Kassim the Dream plays like a slightly glossier and more tasteful version of those pre-Super Bowl human-interest segments detailing the hard-luck backstory of one of the game’s participants, except that instead of crafting a five-minute profile, director Kief Davidson has turned in a feature-length film. Everybody loves an against-the-odds success story and Davidson’s got a doozy: Kidnapped by Ugandan rebels at the age of six, forced to commit atrocities as a child soldier, Kassim Ouma learned to box in the army barracks, came to America as part of an athletics delegation, and defected at the first opportunity. Ten years later, when the film begins, he’s the Junior Middleweight champion of the world, living in a posh home in south Florida, but still filled with guilt over his former life, especially the death of his father, who was killed in retaliation for his son’s defection.
Although Davidson makes some effort to avoid the blandly inspirational mode favored by the FOX Sports segment-makers, interspersing off-the-cuff footage of Kassim training for fights and playing with his family amid more conventional interview segments and a final tearjerking payoff, and though his story can’t help but prove compelling, the film seems like something of a missed opportunity. The director details both his subject’s present life in the ring and his past life on the battlefields, but there’s little attempt to draw any useful connections between the two. For example, Kassim claims that boxing became a form of therapy for him after all the atrocities he was forced to commit, a sentiment echoed by another child soldier later in the film. But while a picture like Raging Bull is canny in the way it connects in-the-ring and out-of-the-ring brutality, Davidson’s movie misses the mark by failing to take into account the essential similarities—as well as the inevitable differences—between the two forms of ordered, ritualized violence that his subject participated in at different points in his life. Although boxing offers Kassim a far greater autonomy than soldiering and though its consequences are far less dire, his new pursuit seems in many ways a natural continuation of his old one, a point that seems lost on the filmmaker.

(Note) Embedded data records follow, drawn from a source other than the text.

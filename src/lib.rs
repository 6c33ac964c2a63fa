//! Syntax-highlighted renderings of regular expressions.
//!
//! A pattern is parsed into a [`Token`] tree, edge spaces are pulled out so
//! they stay visible, and the tree is walked through a [`Palette`] for one of
//! four targets: plain text, HTML, LaTeX or an ANSI terminal.
//!
//! ```ignore
//! use regex_render::{Palette, RegexFlags, render_regex};
//!
//! let html = render_regex(r"^\d+$", RegexFlags::EMPTY, &Palette::html())?;
//! ```
//!
//! [`format_flags`] turns a flag mask into a list of `re` cross-references
//! for documentation.

pub mod error;
pub mod flags;
pub mod regex;
pub mod render;

pub use error::{ParseError, ParseErrorKind, RenderError};
pub use flags::{RegexFlags, documented_flags, format_flags};
pub use regex::{AnchorKind, CategoryKind, Pattern, Token, Unsupported, parse_regex};
pub use render::palette::{Palette, StyleFn, StyleSlot, Target};
pub use render::whitespace::{SpaceRuns, count_from_text, count_from_tokens, normalize};
pub use render::{Renderer, render, render_regex};
pub mod ast;
pub mod parser;

pub use ast::{AnchorKind, CategoryKind, Token, Unsupported};
pub use parser::{Pattern, parse_regex, parse_with_flags};
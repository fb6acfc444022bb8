mod file;

use clap::{Parser, Subcommand};
use seidel_bound::{Activation, LinearBounder};
use seidel_lp::{Solution, Solver};
use std::path::PathBuf;
use tracing::Level;
use tracing_subscriber::FmtSubscriber;

use crate::file::ProblemFile;

#[derive(Parser)]
#[command(name = "seidel")]
#[command(about = "Randomized LP solver for small dimensions", long_about = None)]
struct Cli {
    /// Log verbosity (-v debug, -vv trace)
    #[arg(short, long, action = clap::ArgAction::Count, global = true)]
    verbose: u8,
    #[command(subcommand)]
    command: Commands,
}

#[derive(Subcommand)]
enum Commands {
    /// Solve a JSON problem file
    Solve {
        /// The problem file
        file: PathBuf,
        /// Seed for the constraint permutation
        #[arg(short, long, default_value_t = 0)]
        seed: u64,
        /// Output format (json, pretty)
        #[arg(short, long, default_value = "pretty")]
        format: String,
        /// Give up after this many restrictions to a boundary hyperplane
        #[arg(long)]
        max_iterations: Option<usize>,
        /// Tolerance for boundary comparisons
        #[arg(long, default_value_t = 1e-9)]
        tolerance: f64,
    },
    /// Check a problem file for errors
    Check {
        /// The file to check
        file: PathBuf,
    },
    /// Compute linear bounds of an activation function over an interval
    Bound {
        /// sigmoid, tanh or softplus
        function: String,
        /// Lower end of the interval
        #[arg(long, allow_hyphen_values = true)]
        lower: f64,
        /// Upper end of the interval
        #[arg(long, allow_hyphen_values = true)]
        upper: f64,
        /// Allowed slack of the bounds
        #[arg(long, default_value_t = 1e-2)]
        eps: f64,
        /// Initial number of sample points
        #[arg(long, default_value_t = 200)]
        points: usize,
        /// Output format (json, pretty)
        #[arg(short, long, default_value = "pretty")]
        format: String,
    },
}

fn main() {
    let cli = Cli::parse();

    let level = match cli.verbose {
        0 => Level::WARN,
        1 => Level::DEBUG,
        _ => Level::TRACE,
    };
    let subscriber = FmtSubscriber::builder()
        .with_max_level(level)
        .with_writer(std::io::stderr)
        .finish();
    if let Err(e) = tracing::subscriber::set_global_default(subscriber) {
        eprintln!("Failed to set tracing subscriber: {}", e);
        std::process::exit(1);
    }

    match cli.command {
        Commands::Solve {
            file,
            seed,
            format,
            max_iterations,
            tolerance,
        } => {
            let labeled = match ProblemFile::load(&file).and_then(|f| f.build().map_err(Into::into)) {
                Ok(p) => p,
                Err(e) => {
                    eprintln!("{}", e);
                    std::process::exit(1);
                }
            };

            let mut solver = Solver::new().with_tolerance(tolerance);
            if let Some(max) = max_iterations {
                solver = solver.with_max_iterations(max);
            }
            let solution = match solver.solve(&labeled.problem, seed) {
                Ok(s) => s,
                Err(e) => {
                    eprintln!("Solve error: {}", e);
                    std::process::exit(1);
                }
            };

            if format == "json" {
                println!(
                    "{}",
                    serde_json::to_string_pretty(&solution).unwrap_or_else(|e| format!("Error: {}", e))
                );
                return;
            }

            println!("Status: {}", solution.status());
            match &solution {
                Solution::Optimal { point, value } => {
                    println!("Objective value: {:.6}", value);
                    println!();
                    println!("Point:");
                    for (j, x) in point.iter().enumerate() {
                        println!("  x{:<4} {:14.6}", j, x);
                    }

                    let binding = labeled.problem.binding_constraints(point, tolerance);
                    if !binding.is_empty() {
                        println!();
                        println!("Binding constraints:");
                        for index in binding {
                            println!("  - {}", labeled.labels[index]);
                        }
                    }
                }
                Solution::Infeasible => {
                    println!("No point satisfies all constraints.");
                    std::process::exit(1);
                }
                Solution::Unbounded { direction } => {
                    println!("The objective improves without bound along {:?}.", direction);
                    std::process::exit(1);
                }
            }
        }
        Commands::Check { file } => {
            let source = match ProblemFile::load(&file) {
                Ok(s) => s,
                Err(e) => {
                    eprintln!("✗ {} has errors:", file.display());
                    eprintln!("  {}", e);
                    std::process::exit(1);
                }
            };

            match source.build() {
                Ok(labeled) => {
                    println!("✓ {} is valid", file.display());
                    println!("  {} variables", labeled.problem.dimension());
                    println!("  {} constraints", source.constraints.len());
                    println!("  {} half-spaces", labeled.problem.num_constraints());
                }
                Err(e) => {
                    eprintln!("✗ {} has errors:", file.display());
                    eprintln!("  {}", e);
                    std::process::exit(1);
                }
            }
        }
        Commands::Bound {
            function,
            lower,
            upper,
            eps,
            points,
            format,
        } => {
            let activation: Activation = match function.parse() {
                Ok(a) => a,
                Err(e) => {
                    eprintln!("{}", e);
                    std::process::exit(1);
                }
            };

            let bounder = LinearBounder::for_activation(activation)
                .with_eps(eps)
                .with_initial_points(points);
            let bounds = match bounder.find_optimal_bounds(&[(lower, upper)]) {
                Ok(b) => b,
                Err(e) => {
                    eprintln!("Bound error: {}", e);
                    std::process::exit(1);
                }
            };

            if format == "json" {
                println!(
                    "{}",
                    serde_json::to_string_pretty(&bounds).unwrap_or_else(|e| format!("Error: {}", e))
                );
                return;
            }

            println!("Function: {} on [{}, {}]", activation, lower, upper);
            println!(
                "  lower: {:.6} * x {:+.6}",
                bounds.lower.slope[0], bounds.lower.intercept
            );
            println!(
                "  upper: {:.6} * x {:+.6}",
                bounds.upper.slope[0], bounds.upper.intercept
            );
        }
    }
}
//! JSON problem files.
//!
//! ```json
//! {
//!   "dimension": 2,
//!   "objective": { "direction": [1, 1], "sense": "maximize" },
//!   "constraints": [
//!     { "name": "x_max", "coefficients": [1, 0], "op": "le", "rhs": 10 }
//!   ]
//! }
//! ```

use std::path::{Path, PathBuf};

use seidel_lp::{ConstraintOp, Problem, ProblemError, Sense};
use serde::Deserialize;
use thiserror::Error;

#[derive(Error, Debug)]
pub enum FileError {
    #[error("Error reading {path}: {source}")]
    Io {
        path: PathBuf,
        #[source]
        source: std::io::Error,
    },
    #[error("Invalid problem file: {0}")]
    Json(#[from] serde_json::Error),
    #[error("Invalid problem: {0}")]
    Problem(#[from] ProblemError),
}

#[derive(Debug, Deserialize)]
#[serde(deny_unknown_fields)]
pub struct ProblemFile {
    pub dimension: usize,
    #[serde(default)]
    pub objective: Option<ObjectiveSpec>,
    #[serde(default)]
    pub constraints: Vec<ConstraintSpec>,
}

#[derive(Debug, Deserialize)]
#[serde(deny_unknown_fields)]
pub struct ObjectiveSpec {
    pub direction: Vec<f64>,
    #[serde(default)]
    pub sense: Sense,
}

#[derive(Debug, Deserialize)]
#[serde(deny_unknown_fields)]
pub struct ConstraintSpec {
    #[serde(default)]
    pub name: Option<String>,
    pub coefficients: Vec<f64>,
    #[serde(default = "default_op")]
    pub op: ConstraintOp,
    pub rhs: f64,
}

fn default_op() -> ConstraintOp {
    ConstraintOp::Le
}

/// A problem plus the label of the file constraint behind each half-space
#[derive(Debug)]
pub struct LabeledProblem {
    pub problem: Problem,
    pub labels: Vec<String>,
}

impl ProblemFile {
    pub fn parse(source: &str) -> Result<Self, FileError> {
        Ok(serde_json::from_str(source)?)
    }

    pub fn load(path: &Path) -> Result<Self, FileError> {
        let source = std::fs::read_to_string(path).map_err(|source| FileError::Io {
            path: path.to_path_buf(),
            source,
        })?;
        Self::parse(&source)
    }

    pub fn build(&self) -> Result<LabeledProblem, ProblemError> {
        let mut problem = Problem::new(self.dimension);
        if let Some(objective) = &self.objective {
            problem.set_objective(objective.direction.clone(), objective.sense)?;
        }

        let mut labels = Vec::new();
        for (i, c) in self.constraints.iter().enumerate() {
            problem.add_constraint(c.coefficients.clone(), c.op, c.rhs)?;
            let label = c.name.clone().unwrap_or_else(|| format!("c{}", i));
            labels.resize(problem.num_constraints(), label);
        }

        Ok(LabeledProblem { problem, labels })
    }
}

#[cfg(test)]
mod tests {
    use super::*;

    #[test]
    fn test_parse_and_build() {
        let source = r#"{
            "dimension": 2,
            "objective": { "direction": [1, 1], "sense": "maximize" },
            "constraints": [
                { "name": "x_max", "coefficients": [1, 0], "rhs": 10 },
                { "coefficients": [0, 1], "op": "ge", "rhs": 0 },
                { "name": "diag", "coefficients": [1, -1], "op": "eq", "rhs": 0 }
            ]
        }"#;
        let file = ProblemFile::parse(source).unwrap();
        let labeled = file.build().unwrap();

        assert_eq!(labeled.problem.dimension(), 2);
        assert_eq!(labeled.problem.num_constraints(), 4);
        assert_eq!(labeled.labels, vec!["x_max", "c1", "diag", "diag"]);
        assert_eq!(labeled.problem.objective().sense, Sense::Maximize);
    }

    #[test]
    fn test_default_objective_and_sense() {
        let file = ProblemFile::parse(r#"{ "dimension": 1, "objective": { "direction": [2] } }"#).unwrap();
        let labeled = file.build().unwrap();
        assert_eq!(labeled.problem.objective().sense, Sense::Maximize);
        assert_eq!(labeled.problem.num_constraints(), 0);
    }

    #[test]
    fn test_dimension_mismatch() {
        let file = ProblemFile::parse(
            r#"{ "dimension": 2, "constraints": [ { "coefficients": [1], "rhs": 1 } ] }"#,
        )
        .unwrap();
        assert!(matches!(
            file.build(),
            Err(ProblemError::InvalidDimension { expected: 2, found: 1, .. })
        ));
    }

    #[test]
    fn test_unknown_field_rejected() {
        let err = ProblemFile::parse(r#"{ "dimension": 1, "bogus": true }"#).unwrap_err();
        assert!(matches!(err, FileError::Json(_)));
    }
}
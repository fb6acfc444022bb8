use rand::SeedableRng;
use rand::rngs::StdRng;
use rand::seq::SliceRandom;
use thiserror::Error;

use crate::numeric::{Extended, dot, inner, max_abs};
use crate::problem::{Problem, Sense, exceeds};
use crate::solution::Solution;

#[derive(Error, Debug, Clone, PartialEq, Eq)]
pub enum SolveError {
    #[error("Iteration limit exceeded: more than {limit} restrictions to a boundary hyperplane")]
    IterationLimit { limit: usize },
}

/// Seidel's randomized incremental solver for linear programs in a small,
/// fixed number of variables.
///
/// Constraints are visited in a random order drawn from the seed passed to
/// [`Solver::solve`]. Whenever the current optimum violates a constraint, the
/// optimum is recomputed on that constraint's boundary hyperplane as a
/// problem of one dimension less over the constraints visited before it.
/// Expected running time is linear in the number of constraints for a fixed
/// dimension.
#[derive(Debug, Clone)]
pub struct Solver {
    /// Tolerance for "on boundary" versus "violates" comparisons
    tolerance: f64,
    /// Maximum restrictions before giving up, unlimited when `None`
    max_iterations: Option<usize>,
}

impl Default for Solver {
    fn default() -> Self {
        Self {
            tolerance: 1e-9,
            max_iterations: None,
        }
    }
}

impl Solver {
    pub fn new() -> Self {
        Self::default()
    }

    /// Cap the number of violation-triggered restrictions, counted over all
    /// recursion levels.
    pub fn with_max_iterations(mut self, max: usize) -> Self {
        self.max_iterations = Some(max);
        self
    }

    /// Set the comparison tolerance. Rows are scaled to unit max-norm before
    /// solving, so a row `a·x <= b` counts as violated when
    /// `a·x - b > tolerance * (1 + |b|)` after scaling.
    pub fn with_tolerance(mut self, tol: f64) -> Self {
        debug_assert!(tol >= 0.0 && tol.is_finite(), "tolerance must be finite and non-negative");
        self.tolerance = tol;
        self
    }

    pub fn tolerance(&self) -> f64 {
        self.tolerance
    }

    /// Solve the problem. The result depends only on the problem, the solver
    /// settings and `seed`.
    pub fn solve(&self, problem: &Problem, seed: u64) -> Result<Solution, SolveError> {
        let sign = match problem.objective().sense {
            Sense::Maximize => 1.0,
            Sense::Minimize => -1.0,
        };
        let direction: Vec<f64> = problem.objective().direction.iter().map(|c| sign * c).collect();
        let objective = normalized_direction(direction, self.tolerance);

        let mut rows = Vec::with_capacity(problem.num_constraints());
        for constraint in problem.constraints() {
            let scale = max_abs(&constraint.coefficients);
            if scale == 0.0 {
                if exceeds(0.0, constraint.bound, self.tolerance) {
                    tracing::debug!(bound = constraint.bound, "constant constraint cannot be satisfied");
                    return Ok(Solution::Infeasible);
                }
                continue;
            }
            rows.push(Row {
                coefficients: constraint.coefficients.iter().map(|a| a / scale).collect(),
                rhs: Extended::finite(constraint.bound / scale),
            });
        }

        let mut rng = StdRng::seed_from_u64(seed);
        rows.shuffle(&mut rng);

        let mut run = Run {
            tolerance: self.tolerance,
            max_iterations: self.max_iterations,
            iterations: 0,
        };
        let optimum = run.optimize(&rows, &objective)?;
        tracing::debug!(
            dimension = problem.dimension(),
            constraints = rows.len(),
            restrictions = run.iterations,
            seed,
            "solve finished"
        );

        Ok(match optimum {
            Some(point) => self.finish(problem, &rows, &objective, point),
            None => Solution::Infeasible,
        })
    }

    /// Turn the symbolic optimum into a solution. A nonzero `M` part along
    /// which the objective grows is an unbounded ray. Otherwise the point is
    /// moved back along that part to the nearest finite feasible point, which
    /// keeps the objective value.
    fn finish(&self, problem: &Problem, rows: &[Row], objective: &[f64], point: Vec<Extended>) -> Solution {
        let mut finite: Vec<f64> = point.iter().map(|x| x.finite).collect();
        let ray: Vec<f64> = point.iter().map(|x| x.infinite).collect();

        if max_abs(&ray) > self.tolerance {
            if inner(objective, &ray) > self.tolerance {
                let norm = inner(&ray, &ray).sqrt();
                return Solution::Unbounded {
                    direction: ray.iter().map(|r| r / norm).collect(),
                };
            }

            let step = rows.iter().fold(0.0_f64, |step, row| {
                let along = inner(&row.coefficients, &ray);
                if along >= -self.tolerance {
                    return step;
                }
                let excess = inner(&row.coefficients, &finite) - row.rhs.finite;
                step.max(excess / -along)
            });
            tracing::debug!(step, "optimum lies on an unbounded face of equal value");
            for (x, r) in finite.iter_mut().zip(&ray) {
                *x += step * r;
            }
        }

        let value = problem.objective_value(&finite);
        Solution::Optimal {
            point: finite,
            value,
        }
    }
}

/// A scaled half-space `coefficients · x <= rhs` in the current sub-dimension
#[derive(Debug, Clone)]
struct Row {
    coefficients: Vec<f64>,
    rhs: Extended,
}

/// Per-call scratch, so a `Solver` can be shared between threads.
struct Run {
    tolerance: f64,
    max_iterations: Option<usize>,
    iterations: usize,
}

impl Run {
    /// Optimum of `objective` over `rows` and the symbolic box, or `None`
    /// when infeasible. The dimension is `objective.len()`.
    fn optimize(&mut self, rows: &[Row], objective: &[f64]) -> Result<Option<Vec<Extended>>, SolveError> {
        let mut point = box_vertex(objective);

        for (i, row) in rows.iter().enumerate() {
            let lhs = dot(&row.coefficients, &point);
            if !lhs.exceeds(row.rhs, self.tolerance) {
                if lhs.nearly_equals(row.rhs, self.tolerance) {
                    tracing::trace!(dimension = objective.len(), index = i, "constraint tight within tolerance");
                }
                continue;
            }

            self.count_restriction()?;
            let Some(plane) = Hyperplane::through(row, self.tolerance) else {
                tracing::debug!(dimension = objective.len(), index = i, "violated constraint has no free direction");
                return Ok(None);
            };

            let (sub_rows, sub_objective) = plane.restrict(&rows[..i], objective, self.tolerance);
            match self.optimize(&sub_rows, &sub_objective)? {
                Some(sub_point) => point = plane.lift(&sub_point),
                None => return Ok(None),
            }
        }

        Ok(Some(point))
    }

    fn count_restriction(&mut self) -> Result<(), SolveError> {
        self.iterations += 1;
        match self.max_iterations {
            Some(limit) if self.iterations > limit => Err(SolveError::IterationLimit { limit }),
            _ => Ok(()),
        }
    }
}

/// Boundary `coefficients · x = rhs` of a violated row, solved for the
/// variable with the largest coefficient.
struct Hyperplane<'a> {
    coefficients: &'a [f64],
    rhs: Extended,
    pivot: usize,
}

impl<'a> Hyperplane<'a> {
    fn through(row: &'a Row, tolerance: f64) -> Option<Self> {
        let (pivot, largest) = row
            .coefficients
            .iter()
            .enumerate()
            .fold(None, |best: Option<(usize, f64)>, (j, a)| match best {
                Some((_, m)) if m >= a.abs() => best,
                _ => Some((j, a.abs())),
            })?;

        (largest > tolerance).then_some(Self {
            coefficients: &row.coefficients,
            rhs: row.rhs,
            pivot,
        })
    }

    /// Project the box bounds of the pivot variable and `prefix` onto the
    /// hyperplane, along with the objective.
    fn restrict(&self, prefix: &[Row], objective: &[f64], tolerance: f64) -> (Vec<Row>, Vec<f64>) {
        let dimension = self.coefficients.len();
        let mut rows = Vec::with_capacity(prefix.len() + 2);

        for sign in [1.0, -1.0] {
            let mut coefficients = vec![0.0; dimension];
            coefficients[self.pivot] = sign;
            let bound = Row {
                coefficients,
                rhs: Extended::infinite(1.0),
            };
            rows.push(self.eliminate(&bound, tolerance));
        }
        rows.extend(prefix.iter().map(|row| self.eliminate(row, tolerance)));

        let objective = normalized_direction(self.reduce(objective), tolerance);
        (rows, objective)
    }

    fn eliminate(&self, row: &Row, tolerance: f64) -> Row {
        let factor = row.coefficients[self.pivot] / self.coefficients[self.pivot];
        let coefficients = self.reduce(&row.coefficients);
        let rhs = row.rhs - self.rhs * factor;

        let scale = max_abs(&coefficients);
        if scale <= tolerance {
            tracing::trace!(dimension = coefficients.len(), "constraint parallel to boundary hyperplane");
            return Row {
                coefficients: vec![0.0; coefficients.len()],
                rhs,
            };
        }
        Row {
            coefficients: coefficients.iter().map(|a| a / scale).collect(),
            rhs: rhs * (1.0 / scale),
        }
    }

    /// Substitute the pivot variable out of a coefficient vector.
    fn reduce(&self, values: &[f64]) -> Vec<f64> {
        let factor = values[self.pivot] / self.coefficients[self.pivot];
        values
            .iter()
            .zip(self.coefficients)
            .enumerate()
            .filter(|&(j, _)| j != self.pivot)
            .map(|(_, (v, a))| v - factor * a)
            .collect()
    }

    /// Recover the full point from a point on the hyperplane.
    fn lift(&self, sub_point: &[Extended]) -> Vec<Extended> {
        let mut point = Vec::with_capacity(sub_point.len() + 1);
        point.extend_from_slice(&sub_point[..self.pivot]);
        point.push(Extended::ZERO);
        point.extend_from_slice(&sub_point[self.pivot..]);

        let rest = dot(self.coefficients, &point);
        point[self.pivot] = (self.rhs - rest) * (1.0 / self.coefficients[self.pivot]);
        point
    }
}

/// Optimum over the box alone. Components with a zero objective coefficient
/// sit at zero.
fn box_vertex(objective: &[f64]) -> Vec<Extended> {
    objective
        .iter()
        .map(|&c| {
            if c > 0.0 {
                Extended::infinite(1.0)
            } else if c < 0.0 {
                Extended::infinite(-1.0)
            } else {
                Extended::ZERO
            }
        })
        .collect()
}

/// Scale to unit max-norm and flush components below `tolerance` to zero.
fn normalized_direction(mut direction: Vec<f64>, tolerance: f64) -> Vec<f64> {
    let scale = max_abs(&direction);
    for c in direction.iter_mut() {
        *c = if scale <= tolerance || c.abs() <= tolerance * scale {
            0.0
        } else {
            *c / scale
        };
    }
    direction
}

While it may be short on insight, Davidson’s movie has one distinct advantage: Kassim himself. Evincing a perpetually cheerful demeanor, an irrepressible grin poking out from beneath his neatly arranged cornrows, the young boxer trades in a contagious optimism that makes him an appealing subject for a film profile. Although constantly reminded of his past, Kassim looks instead to the future, securing a visa for his son to join him in America and working to obtain a pardon from the Ugandan president for his desertion so that he can revisit his homeland. When he finally succeeds in returning to his native country, he meets with other child soldiers, reconnects with his grandmother, and in the film’s sentimental highlight, the director’s camera rudely intruding on a moment of personal catharsis, breaks down at his father’s grave. For Kassim, these tears are well earned. For Davidson and his audience, I’m not so sure.